> **Exercise description**
When you reply, transcribe every line of the data below exactly.

> **Given information**
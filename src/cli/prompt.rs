use super::ui;
use crate::core::Prompter;
use anyhow::{Context, Result};
use async_trait::async_trait;
use console::Term;
use indicatif::ProgressBar;
use std::io::Write;
use tokio::io::{AsyncBufRead, AsyncBufReadExt, BufReader, Stdin};

/// Prompter reading answers from `reader` and writing everything else to `writer`.
/// Defaults to the process' standard input and output.
pub struct TerminalPrompter<R = BufReader<Stdin>, W = std::io::Stdout> {
    reader: R,
    writer: W,
    term: Term,
    spinner: Option<ProgressBar>,
}

impl TerminalPrompter {
    pub fn new() -> Self {
        TerminalPrompter::with_io(BufReader::new(tokio::io::stdin()), std::io::stdout())
    }
}

impl Default for TerminalPrompter {
    fn default() -> Self {
        Self::new()
    }
}

impl<R, W> TerminalPrompter<R, W>
where
    R: AsyncBufRead + Unpin + Send,
    W: Write + Send,
{
    pub fn with_io(reader: R, writer: W) -> Self {
        TerminalPrompter {
            reader,
            writer,
            term: Term::stdout(),
            spinner: None,
        }
    }

    /// Reads one line without its terminator. Bytes that are not valid UTF-8
    /// are replaced rather than rejected; `None` means end of input.
    async fn read_line(&mut self) -> Result<Option<String>> {
        let mut buf = Vec::new();
        let read = self
            .reader
            .read_until(b'\n', &mut buf)
            .await
            .context("Failed to read from stdin")?;
        if read == 0 {
            return Ok(None);
        }

        if buf.last() == Some(&b'\n') {
            buf.pop();
            if buf.last() == Some(&b'\r') {
                buf.pop();
            }
        }
        Ok(Some(String::from_utf8_lossy(&buf).into_owned()))
    }

    fn show_spinner(&mut self, spinner: ProgressBar, message: &str) {
        // Spinner draws nothing off a terminal
        if spinner.is_hidden() {
            self.say(message);
        }
        self.spinner = Some(spinner);
    }
}

#[async_trait]
impl<R, W> Prompter for TerminalPrompter<R, W>
where
    R: AsyncBufRead + Unpin + Send,
    W: Write + Send,
{
    async fn ask(&mut self, question: &str) -> Result<Option<String>> {
        self.writer
            .write_all(question.as_bytes())
            .and_then(|_| self.writer.flush())
            .context("Failed to write prompt")?;

        self.read_line().await
    }

    fn say(&mut self, text: &str) {
        if let Err(e) = writeln!(self.writer, "{text}") {
            tracing::debug!("Could not write output: {e}");
        }
    }

    fn clear(&mut self) {
        ui::clear_screen(&self.term);
    }

    fn begin_fetch(&mut self, message: &str) {
        self.show_spinner(ui::new_spinner(message), message);
    }

    fn end_fetch(&mut self) {
        if let Some(spinner) = self.spinner.take() {
            spinner.finish_and_clear();
        }
    }
}

#[cfg(test)]
mod tests {
    use super::*;

    #[tokio::test]
    async fn test_ask_returns_raw_lines_until_end_of_input() {
        let input: &[u8] = b"  12 \ncaf\xe9\r\nlast";
        let mut prompter = TerminalPrompter::with_io(input, Vec::new());

        assert_eq!(
            prompter.ask("amount? ").await.unwrap(),
            Some("  12 ".to_string())
        );
        assert_eq!(
            prompter.ask("code? ").await.unwrap(),
            Some("caf\u{FFFD}".to_string())
        );
        assert_eq!(
            prompter.ask("more? ").await.unwrap(),
            Some("last".to_string())
        );
        assert_eq!(prompter.ask("again? ").await.unwrap(), None);

        assert_eq!(
            String::from_utf8(prompter.writer).unwrap(),
            "amount? code? more? again? "
        );
    }

    #[tokio::test]
    async fn test_empty_line_is_not_end_of_input() {
        let input: &[u8] = b"\n";
        let mut prompter = TerminalPrompter::with_io(input, Vec::new());

        assert_eq!(prompter.ask("").await.unwrap(), Some(String::new()));
        assert_eq!(prompter.ask("").await.unwrap(), None);
    }

    #[test]
    fn test_hidden_spinner_prints_fetch_message() {
        let input: &[u8] = b"";
        let mut prompter = TerminalPrompter::with_io(input, Vec::new());

        prompter.show_spinner(ProgressBar::hidden(), "Fetching rates...");
        prompter.end_fetch();
        prompter.say("done");

        assert_eq!(
            String::from_utf8(prompter.writer).unwrap(),
            "Fetching rates...\ndone\n"
        );
    }
}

> **Response to the task**
filename src/cli/prompt.rs
use super::ui;
use crate::core::Prompter;
use anyhow::{Context, Result};
use async_trait::async_trait;
use console::Term;
use indicatif::ProgressBar;
use std::io::Write;
use tokio::io::{AsyncBufRead, AsyncBufReadExt, BufReader, Stdin};

/// Prompter reading answers from `reader` and writing everything else to `writer`.
/// Defaults to the process' standard input and output.
pub struct TerminalPrompter<R = BufReader<Stdin>, W = std::io::Stdout> {
    reader: R,
    writer: W,
    term: Term,
    spinner: Option<ProgressBar>,
}

impl TerminalPrompter {
    pub fn new() -> Self {
        TerminalPrompter::with_io(BufReader::new(tokio::io::stdin()), std::io::stdout())
    }
}

impl Default for TerminalPrompter {
    fn default() -> Self {
        Self::new()
    }
}

impl<R, W> TerminalPrompter<R, W>
where
    R: AsyncBufRead + Unpin + Send,
    W: Write + Send,
{
    pub fn with_io(reader: R, writer: W) -> Self {
        TerminalPrompter {
            reader,
            writer,
            term: Term::stdout(),
            spinner: None,
        }
    }

    /// Reads one line without its terminator. Bytes that are not valid UTF-8
    /// are replaced rather than rejected; `None` means end of input.
    async fn read_line(&mut self) -> Result<Option<String>> {
        let mut buf = Vec::new();
        let read = self
            .reader
            .read_until(b'\n', &mut buf)
            .await
            .context("Failed to read from stdin")?;
        if read == 0 {
            return Ok(None);
        }

        if buf.last() == Some(&b'\n') {
            buf.pop();
            if buf.last() == Some(&b'\r') {
                buf.pop();
            }
        }
        Ok(Some(String::from_utf8_lossy(&buf).into_owned()))
    }

    fn show_spinner(&mut self, spinner: ProgressBar, message: &str) {
        // Spinner draws nothing off a terminal
        if spinner.is_hidden() {
            self.say(message);
        }
        self.spinner = Some(spinner);
    }
}

#[async_trait]
impl<R, W> Prompter for TerminalPrompter<R, W>
where
    R: AsyncBufRead + Unpin + Send,
    W: Write + Send,
{
    async fn ask(&mut self, question: &str) -> Result<Option<String>> {
        self.writer
            .write_all(question.as_bytes())
            .and_then(|_| self.writer.flush())
            .context("Failed to write prompt")?;

        self.read_line().await
    }

    fn say(&mut self, text: &str) {
        if let Err(e) = writeln!(self.writer, "{text}") {
            tracing::debug!("Could not write output: {e}");
        }
    }

    fn clear(&mut self) {
        ui::clear_screen(&self.term);
    }

    fn begin_fetch(&mut self, message: &str) {
        self.show_spinner(ui::new_spinner(message), message);
    }

    fn end_fetch(&mut self) {
        if let Some(spinner) = self.spinner.take() {
            spinner.finish_and_clear();
        }
    }
}

#[cfg(test)]
mod tests {
    use super::*;

    #[tokio::test]
    async fn test_ask_returns_raw_lines_until_end_of_input() {
        let input: &[u8] = b"  12 \ncaf\xe9\r\nlast";
        let mut prompter = TerminalPrompter::with_io(input, Vec::new());

        assert_eq!(
            prompter.ask("amount? ").await.unwrap(),
            Some("  12 ".to_string())
        );
        assert_eq!(
            prompter.ask("code? ").await.unwrap(),
            Some("caf\u{FFFD}".to_string())
        );
        assert_eq!(
            prompter.ask("more? ").await.unwrap(),
            Some("last".to_string())
        );
        assert_eq!(prompter.ask("again? ").await.unwrap(), None);

        assert_eq!(
            String::from_utf8(prompter.writer).unwrap(),
            "amount? code? more? again? "
        );
    }

    #[tokio::test]
    async fn test_empty_line_is_not_end_of_input() {
        let input: &[u8] = b"\n";
        let mut prompter = TerminalPrompter::with_io(input, Vec::new());

        assert_eq!(prompter.ask("").await.unwrap(), Some(String::new()));
        assert_eq!(prompter.ask("").await.unwrap(), None);
    }

    #[test]
    fn test_hidden_spinner_prints_fetch_message() {
        let input: &[u8] = b"";
        let mut prompter = TerminalPrompter::with_io(input, Vec::new());

        prompter.show_spinner(ProgressBar::hidden(), "Fetching rates...");
        prompter.end_fetch();
        prompter.say("done");

        assert_eq!(
            String::from_utf8(prompter.writer).unwrap(),
            "Fetching rates...\ndone\n"
        );
    }
}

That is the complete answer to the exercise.